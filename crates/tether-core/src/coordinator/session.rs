//! The exclusive state region of one coordinator
//!
//! Everything the stream task and caller operations both touch lives in
//! [`SessionState`], guarded by a single lock in the coordinator. Methods
//! here never block and never call out to handlers; they append the
//! updates to report to a notification list instead.

use lru::LruCache;
use std::num::NonZeroUsize;
use std::time::{Duration, Instant};

use super::state_machine::StateMachine;
use super::stats::StreamingStats;
use crate::events::Notification;
use crate::permission::PermissionRegistry;
use crate::recovery::ReconnectPolicy;
use crate::timeline::{Timeline, TimelineEntry, TimelineKind};
use crate::tools::ToolCallRegistry;
use crate::types::ConnectionState;

/// Per-send-cycle accumulators
#[derive(Debug, Default)]
pub(crate) struct CycleState {
    pub content: String,
    pub reasoning: String,
    pub content_chars: usize,
    pub reasoning_chars: usize,
    pub completed: bool,
    pub in_flight: bool,
    pub started_at: Option<Instant>,
    pub reasoning_started_at: Option<Instant>,
    pub reasoning_duration: Option<Duration>,
    pub processing_time: Option<Duration>,
}

impl CycleState {
    /// Close the reasoning phase once, when content starts or the cycle ends
    pub fn finish_reasoning(&mut self, now: Instant) {
        if self.reasoning_duration.is_none() {
            if let Some(started) = self.reasoning_started_at {
                self.reasoning_duration = Some(now.duration_since(started));
            }
        }
    }
}

/// Resumption cursor and replay filter
///
/// Survives cycle resets and restarts so a reconnect with `Last-Event-ID`
/// does not apply the same record twice.
#[derive(Debug)]
pub(crate) struct ReplayCursor {
    last_event_id: Option<String>,
    seen: Option<LruCache<String, ()>>,
}

impl ReplayCursor {
    pub fn new(capacity: usize) -> Self {
        Self {
            last_event_id: None,
            seen: NonZeroUsize::new(capacity).map(LruCache::new),
        }
    }

    pub fn is_duplicate(&self, id: &str) -> bool {
        self.seen.as_ref().is_some_and(|seen| seen.contains(id))
    }

    pub fn mark_processed(&mut self, id: String) {
        if let Some(seen) = self.seen.as_mut() {
            seen.put(id.clone(), ());
        }
        self.last_event_id = Some(id);
    }

    pub fn last_event_id(&self) -> Option<&str> {
        self.last_event_id.as_deref()
    }
}

pub(crate) struct SessionState {
    pub session_id: String,
    pub machine: StateMachine,
    pub timeline: Timeline,
    pub tools: ToolCallRegistry,
    pub permissions: PermissionRegistry,
    pub cycle: CycleState,
    pub stats: StreamingStats,
    pub replay: ReplayCursor,
    pub reconnect: ReconnectPolicy,
    pub last_error: Option<String>,
}

impl SessionState {
    pub fn new(
        session_id: impl Into<String>,
        seen_event_capacity: usize,
        reconnect: ReconnectPolicy,
    ) -> Self {
        Self {
            session_id: session_id.into(),
            machine: StateMachine::new(),
            timeline: Timeline::new(),
            tools: ToolCallRegistry::new(),
            permissions: PermissionRegistry::new(),
            cycle: CycleState::default(),
            stats: StreamingStats::default(),
            replay: ReplayCursor::new(seen_event_capacity),
            reconnect,
            last_error: None,
        }
    }

    pub fn state(&self) -> ConnectionState {
        self.machine.state()
    }

    /// Attempt a transition, queueing the observer notification on success
    pub fn transition(
        &mut self,
        to: ConnectionState,
        message: Option<String>,
        out: &mut Vec<Notification>,
    ) -> bool {
        match self.machine.transition(to, message) {
            Some(change) => {
                out.push(Notification::StateChanged(change));
                true
            }
            None => false,
        }
    }

    /// Clear everything scoped to one exchange
    pub fn reset_cycle(&mut self) {
        self.timeline.clear();
        self.tools.clear();
        self.permissions.clear();
        self.cycle = CycleState::default();
    }

    /// Clear everything scoped to one connection; counters survive
    pub fn reset_connection(&mut self) {
        self.reset_cycle();
        self.last_error = None;
    }

    pub fn record(&mut self, entry: TimelineEntry) {
        self.timeline.append(entry);
    }

    /// Enter `Error` with an audit entry; ends any in-flight cycle
    pub fn fault(&mut self, kind: TimelineKind, message: String, out: &mut Vec<Notification>) {
        tracing::warn!(session_id = %self.session_id, error = %message, "session fault");
        self.record(TimelineEntry::new(kind, message.clone()).with_metadata("fault", true));
        self.cycle.in_flight = false;
        self.last_error = Some(message.clone());
        self.transition(ConnectionState::Error, Some(message), out);
    }
}

#[cfg(test)]
mod tests {
    use super::*;

    #[test]
    fn test_replay_cursor_tracks_last_and_seen() {
        let mut cursor = ReplayCursor::new(2);
        assert!(!cursor.is_duplicate("e1"));
        cursor.mark_processed("e1".into());
        cursor.mark_processed("e2".into());
        assert!(cursor.is_duplicate("e1"));
        assert_eq!(cursor.last_event_id(), Some("e2"));

        // Capacity 2 evicts the oldest id
        cursor.mark_processed("e3".into());
        assert!(!cursor.is_duplicate("e1"));
        assert!(cursor.is_duplicate("e3"));
    }

    #[test]
    fn test_replay_cursor_disabled() {
        let mut cursor = ReplayCursor::new(0);
        cursor.mark_processed("e1".into());
        assert!(!cursor.is_duplicate("e1"));
        assert_eq!(cursor.last_event_id(), Some("e1"));
    }
}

▶ [TASK DIRECTIONS] Up to and including the line with "the coordinator. Methods", write out the records above exactly, starting from their first line.

▶ [WRITTEN REPLY]
filename crates/tether-core/src/coordinator/session.rs
//! The exclusive state region of one coordinator
//!
//! Everything the stream task and caller operations both touch lives in
//! [`SessionState`], guarded by a single lock in the coordinator. Methods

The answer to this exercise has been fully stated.